Directions ->
Go through the entries below and print each one exactly.

Supplied records ->
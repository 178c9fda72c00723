use std::collections::VecDeque;
use std::future::Future;
use std::pin::Pin;
use std::sync::{Arc, Mutex};

use planrun::errors::Result;
use planrun::exec::Console;

/// A console that answers from a script and records everything shown.
///
/// When the script runs out, `ask` reports end of input.
#[derive(Clone, Default)]
pub struct ScriptedConsole {
    answers: Arc<Mutex<VecDeque<String>>>,
    shown: Arc<Mutex<Vec<String>>>,
    questions: Arc<Mutex<Vec<String>>>,
}

impl ScriptedConsole {
    pub fn new<I, S>(answers: I) -> Self
    where
        I: IntoIterator<Item = S>,
        S: Into<String>,
    {
        Self {
            answers: Arc::new(Mutex::new(answers.into_iter().map(Into::into).collect())),
            ..Self::default()
        }
    }

    pub fn shown(&self) -> Vec<String> {
        self.shown.lock().unwrap().clone()
    }

    pub fn questions(&self) -> Vec<String> {
        self.questions.lock().unwrap().clone()
    }

    pub fn remaining(&self) -> usize {
        self.answers.lock().unwrap().len()
    }
}

impl Console for ScriptedConsole {
    fn show(&self, text: &str) {
        self.shown.lock().unwrap().push(text.to_string());
    }

    fn ask(&self, question: String) -> Pin<Box<dyn Future<Output = Result<Option<String>>> + Send + 'static>> {
        self.questions.lock().unwrap().push(question);
        let answer = self.answers.lock().unwrap().pop_front();
        Box::pin(async move { Ok(answer) })
    }
}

Response to this exercise ->
repository 178c9fda72c00723
use std::collections::VecDeque;
use std::future::Future;
use std::pin::Pin;
use std::sync::{Arc, Mutex};

use planrun::errors::Result;
use planrun::exec::Console;

/// A console that answers from a script and records everything shown.
///
/// When the script runs out, `ask` reports end of input.
#[derive(Clone, Default)]
pub struct ScriptedConsole {
    answers: Arc<Mutex<VecDeque<String>>>,
    shown: Arc<Mutex<Vec<String>>>,
    questions: Arc<Mutex<Vec<String>>>,
}

impl ScriptedConsole {
    pub fn new<I, S>(answers: I) -> Self
    where
        I: IntoIterator<Item = S>,
        S: Into<String>,
    {
        Self {
            answers: Arc::new(Mutex::new(answers.into_iter().map(Into::into).collect())),
            ..Self::default()
        }
    }

    pub fn shown(&self) -> Vec<String> {
        self.shown.lock().unwrap().clone()
    }

    pub fn questions(&self) -> Vec<String> {
        self.questions.lock().unwrap().clone()
    }

    pub fn remaining(&self) -> usize {
        self.answers.lock().unwrap().len()
    }
}

impl Console for ScriptedConsole {
    fn show(&self, text: &str) {
        self.shown.lock().unwrap().push(text.to_string());
    }

    fn ask(&self, question: String) -> Pin<Box<dyn Future<Output = Result<Option<String>>> + Send + 'static>> {
        self.questions.lock().unwrap().push(question);
        let answer = self.answers.lock().unwrap().pop_front();
        Box::pin(async move { Ok(answer) })
    }
}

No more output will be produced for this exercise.